Friday, March 4, 2016

North American Rail Freight Consolidation Move Takes Another Twist

Deal Faces Opposition as Railroad Fishes for Clarity
Shipping News Feature
US – CANADA – Consolidating the North American rail freight market is still the number one priority for Canadian Pacific (CP), as after months of negotiation and carefully worded press releases and even a dedicated website, Canadian Pacific has directly appealed to the US Surface Transportation Board (STB) petitioning for a declaratory order seeking confirmation on the viability of the voting trust structure CP has suggested as part of its proposed merger with Norfolk Southern (NS). Hunter Harrison, CP's Chief Executive Officer said:

"Shareholders of both CP and NS have asked that we seek this declaratory order as a means to better understand the STB's views on the proposed voting trust model ahead of any formal application and we have listened to the owners of our respective companies.

"Since we remain convinced that productive discussions about the potential structure and value of a formal bid must take place face to face we hope this show of good faith is met with an equal demonstration on the part of NS.”
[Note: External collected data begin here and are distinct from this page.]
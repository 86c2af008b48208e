//! Genetic algorithm for the Traveling Salesman Problem.
//!
//! Fitness evaluation is memoized in a shared [`FitnessCache`] and spread
//! over a thread pool. Offspring that the cache already knows are retried
//! before they are accepted.
//!
//! # Key Types
//!
//! - [`GaConfig`]: Algorithm parameters (population size, tournament size,
//!   elitism, cache capacity)
//! - [`DuplicateAvoidance`]: Retry bounds and rate escalation for the breeder
//! - [`GaRunner`]: Executes the evolutionary loop
//! - [`GaResult`]: Best tour with run statistics
//! - [`PopulationEvaluator`]: Parallel, cache-backed length assignment
//! - [`Breeder`]: Duplicate-avoiding crossover and mutation
//!
//! # Submodules
//!
//! - [`operators`]: Order crossover (OX) and swap mutation
//!
//! # References
//!
//! - Holland (1975), *Adaptation in Natural and Artificial Systems*
//! - Goldberg (1989), *Genetic Algorithms in Search, Optimization, and Machine Learning*
//!
//! [`FitnessCache`]: crate::cache::FitnessCache

mod breeder;
mod config;
mod evaluator;
pub mod operators;
mod runner;
mod selection;

pub use breeder::Breeder;
pub use config::{DuplicateAvoidance, GaConfig};
pub use evaluator::PopulationEvaluator;
pub use runner::{GaResult, GaRunner};
pub use selection::tournament;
Earlier this month, CP submitted a resolution to NS shareholders to ‘compel’ their board of directors to meet with CP to discuss a transaction. CP says that it is confident that such a combination would create a ‘true end-to-end transcontinental railroad that would enhance competition, benefit the public and drive economic growth’. The NS Board has so far been reluctant to agree to any sort of combination refusing several offers stating that the offers have been inadequate and that a merger would a be risky endeavour.
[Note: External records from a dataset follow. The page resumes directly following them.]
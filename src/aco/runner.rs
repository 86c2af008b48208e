//! ACO execution loop.

use super::ant::{construct_tour, heuristic_table};
use super::config::AcoConfig;
use super::pheromone::PheromoneMatrix;
use crate::error::{Result, TspError};
use crate::geometry::DistanceMatrix;
use crate::random::{create_rng, entropy_rng};
use crate::tour::Tour;
use rand::Rng;
use rayon::prelude::*;
use std::sync::atomic::{AtomicBool, Ordering};
use std::sync::Arc;
use tracing::{debug, info};

/// Result of an ant colony run.
#[derive(Debug, Clone)]
pub struct AcoResult {
    /// The shortest tour any ant built.
    pub best: Tour,

    /// Length of `best` (same as `best.length()`).
    pub best_length: f64,

    /// Number of colony iterations completed.
    pub iterations: usize,

    /// Whether the run was cancelled externally.
    pub cancelled: bool,

    /// Best length before the first iteration and after each one.
    pub best_history: Vec<f64>,

    /// Pheromone levels when the run stopped.
    pub pheromone: PheromoneMatrix,
}

/// Executes the ant colony loop.
///
/// # Usage
///
/// ```
/// use tsp_evolve::aco::{AcoConfig, AcoRunner};
/// use tsp_evolve::geometry::{DistanceMatrix, Point};
///
/// let points = [
///     Point::new(0.0, 0.0),
///     Point::new(1.0, 0.0),
///     Point::new(1.0, 1.0),
///     Point::new(0.0, 1.0),
/// ];
/// let matrix = DistanceMatrix::from_points(&points);
/// let config = AcoConfig::default()
///     .with_ants(10)
///     .with_max_iterations(20)
///     .with_seed(42);
///
/// let result = AcoRunner::run(&matrix, &config).unwrap();
/// assert!((result.best_length - 4.0).abs() < 1e-9);
/// ```
pub struct AcoRunner;

impl AcoRunner {
    /// Runs the colony with a generator built from `config.seed`.
    ///
    /// # Errors
    /// [`TspError::Config`] for an invalid configuration and
    /// [`TspError::NoCities`] for an empty matrix.
    pub fn run(matrix: &DistanceMatrix, config: &AcoConfig) -> Result<AcoResult> {
        Self::run_with_cancel(matrix, config, None)
    }

    /// Runs the colony with an optional cancellation token, checked between
    /// iterations.
    pub fn run_with_cancel(
        matrix: &DistanceMatrix,
        config: &AcoConfig,
        cancel: Option<Arc<AtomicBool>>,
    ) -> Result<AcoResult> {
        let mut rng = match config.seed {
            Some(seed) => create_rng(seed),
            None => entropy_rng(),
        };
        Self::run_with_rng(matrix, config, &mut rng, cancel)
    }

    /// Runs the colony drawing every random decision from `rng`.
    ///
    /// Each ant gets its own generator seeded from `rng`, so parallel and
    /// sequential construction give the same result.
    pub fn run_with_rng<R: Rng>(
        matrix: &DistanceMatrix,
        config: &AcoConfig,
        rng: &mut R,
        cancel: Option<Arc<AtomicBool>>,
    ) -> Result<AcoResult> {
        config.validate()?;
        if matrix.is_empty() {
            return Err(TspError::NoCities);
        }

        let n = matrix.len();
        let heuristic = heuristic_table(matrix, config.beta);
        let mut pheromone = PheromoneMatrix::new(n, config.initial_pheromone);

        info!(
            event = "run_start",
            cities = n,
            ants = config.ants,
            iterations = config.max_iterations,
            parallel = config.parallel,
        );

        let mut best = Tour::random(n, rng);
        best.set_length(best.closed_length(matrix));
        let mut best_history = Vec::with_capacity(config.max_iterations + 1);
        best_history.push(best.length());

        let mut iterations = 0usize;
        let mut cancelled = false;

        for iter in 0..config.max_iterations {
            if let Some(ref flag) = cancel {
                if flag.load(Ordering::Relaxed) {
                    cancelled = true;
                    break;
                }
            }

            // 1. Every ant builds a tour against this iteration's weights
            let weights = pheromone.attraction(&heuristic, config.alpha);
            let seeds: Vec<u64> = (0..config.ants).map(|_| rng.random()).collect();
            let build = |&seed: &u64| {
                let mut ant_rng = create_rng(seed);
                let mut tour = construct_tour(&weights, n, &mut ant_rng);
                tour.set_length(tour.closed_length(matrix));
                tour
            };
            let mut ants: Vec<Tour> = if config.parallel {
                seeds.par_iter().map(build).collect()
            } else {
                seeds.iter().map(build).collect()
            };

            // 2. Update best
            ants.sort_by(|a, b| a.length().total_cmp(&b.length()));
            if ants[0].length() < best.length() {
                best = ants[0].clone();
            }

            // 3. Evaporate, then let the shortest ants deposit
            pheromone.evaporate(config.evaporation);
            for ant in ants.iter().take(config.elite_ants) {
                if ant.length() > 0.0 {
                    pheromone.deposit(ant, config.deposit / ant.length());
                }
            }

            iterations = iter + 1;
            best_history.push(best.length());

            debug!(
                iteration = iter,
                best_length = best.length(),
                iteration_best = ants[0].length(),
            );
            if iter % config.progress_interval == 0 || iterations == config.max_iterations {
                info!(
                    iteration = iter,
                    best_length = best.length(),
                    "Iteration {}: Best = {:.2}",
                    iter,
                    best.length()
                );
            }
        }

        info!(
            event = "run_end",
            best_length = best.length(),
            iterations,
            cancelled,
        );

        Ok(AcoResult {
            best_length: best.length(),
            best,
            iterations,
            cancelled,
            best_history,
            pheromone,
        })
    }
}

// ============================================================================
// Tests
// ============================================================================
While the declaratory order presents a hypothetical proposed trust, outside the established STB procedure for seeking formal trust approval, CP is hopeful that the STB will be able to offer clarity that will allow shareholders to make an informed decision on CP's pending resolution.
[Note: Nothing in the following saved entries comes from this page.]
//! ACO configuration.

use crate::error::{Result, TspError};

/// Configuration for the ant colony.
///
/// # Examples
///
/// ```
/// use tsp_evolve::aco::AcoConfig;
///
/// let config = AcoConfig::default()
///     .with_ants(20)
///     .with_alpha(1.0)
///     .with_beta(5.0)
///     .with_max_iterations(200)
///     .with_seed(11);
/// assert!(config.validate().is_ok());
/// ```
#[derive(Debug, Clone, PartialEq)]
#[cfg_attr(feature = "serde", derive(serde::Serialize, serde::Deserialize))]
pub struct AcoConfig {
    /// Tours built per iteration.
    pub ants: usize,

    /// Pheromone exponent.
    pub alpha: f64,

    /// Distance-heuristic exponent.
    pub beta: f64,

    /// Fraction of pheromone that evaporates each iteration (0.0–1.0).
    pub evaporation: f64,

    /// Pheromone quantity; an ant deposits `deposit / length` per edge.
    pub deposit: f64,

    /// Number of colony iterations.
    pub max_iterations: usize,

    /// Shortest ants per iteration allowed to deposit.
    ///
    /// Values above `ants` mean every ant deposits.
    pub elite_ants: usize,

    /// Pheromone on every edge before the first iteration.
    pub initial_pheromone: f64,

    /// Whether to build ants on the rayon thread pool.
    pub parallel: bool,

    /// Random seed for reproducibility.
    ///
    /// `None` seeds from OS entropy.
    pub seed: Option<u64>,

    /// Emit a progress event every this many iterations (and on the last).
    pub progress_interval: usize,
}

impl Default for AcoConfig {
    fn default() -> Self {
        Self {
            ants: 50,
            alpha: 1.0,
            beta: 2.0,
            evaporation: 0.1,
            deposit: 100.0,
            max_iterations: 100,
            elite_ants: 50,
            initial_pheromone: 1.0,
            parallel: true,
            seed: None,
            progress_interval: 10,
        }
    }
}

impl AcoConfig {
    pub fn with_ants(mut self, n: usize) -> Self {
        self.ants = n;
        self
    }

    pub fn with_alpha(mut self, alpha: f64) -> Self {
        self.alpha = alpha;
        self
    }

    pub fn with_beta(mut self, beta: f64) -> Self {
        self.beta = beta;
        self
    }

    /// Sets the evaporation rate, clamped to `[0, 1]`.
    pub fn with_evaporation(mut self, rho: f64) -> Self {
        self.evaporation = rho.clamp(0.0, 1.0);
        self
    }

    pub fn with_deposit(mut self, q: f64) -> Self {
        self.deposit = q;
        self
    }

    pub fn with_max_iterations(mut self, n: usize) -> Self {
        self.max_iterations = n;
        self
    }

    pub fn with_elite_ants(mut self, n: usize) -> Self {
        self.elite_ants = n;
        self
    }

    pub fn with_initial_pheromone(mut self, tau: f64) -> Self {
        self.initial_pheromone = tau;
        self
    }

    /// Enables or disables parallel tour construction.
    pub fn with_parallel(mut self, parallel: bool) -> Self {
        self.parallel = parallel;
        self
    }

    pub fn with_seed(mut self, seed: u64) -> Self {
        self.seed = Some(seed);
        self
    }

    pub fn with_progress_interval(mut self, every: usize) -> Self {
        self.progress_interval = every;
        self
    }

    /// Validates the configuration.
    ///
    /// Returns [`TspError::Config`] describing the first invalid parameter.
    pub fn validate(&self) -> Result<()> {
        let fail = |msg: &str| Err(TspError::Config(msg.into()));
        let non_negative = |v: f64| v.is_finite() && v >= 0.0;
        let positive = |v: f64| v.is_finite() && v > 0.0;

        if self.ants == 0 {
            return fail("ants must be at least 1");
        }
        if self.max_iterations == 0 {
            return fail("max_iterations must be at least 1");
        }
        if !non_negative(self.alpha) || !non_negative(self.beta) {
            return fail("alpha and beta must be finite and non-negative");
        }
        if !(0.0..=1.0).contains(&self.evaporation) {
            return fail("evaporation must be within [0, 1]");
        }
        if !positive(self.deposit) {
            return fail("deposit must be finite and positive");
        }
        if !positive(self.initial_pheromone) {
            return fail("initial_pheromone must be finite and positive");
        }
        if self.progress_interval == 0 {
            return fail("progress_interval must be at least 1");
        }
        Ok(())
    }
}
Canadian Pacific argues that voting trusts have been used in hundreds of transactions involving regulated industries, including 144 transactions overseen by the STB since deregulation of the rail industry in 1980, further stating that trusts, besides protecting against unlawful control violations, are a key means of reducing the risk that the regulatory approval process will either interfere with the marketplace's assessment of a merger or be used as a tool by management to fend off would be acquirers.

As CP awaits for a reply from the STB, the railway is considering its legal options in response to recent actions by a number of major US railroads that have apparently stated publicly they are working collectively to block CP's efforts to pursue NS. To some CPs attitude demonstrates a dogged determination to rationalise the industry, to others a picture of a company desperate after failing to make a similar deal with CSX in 2014.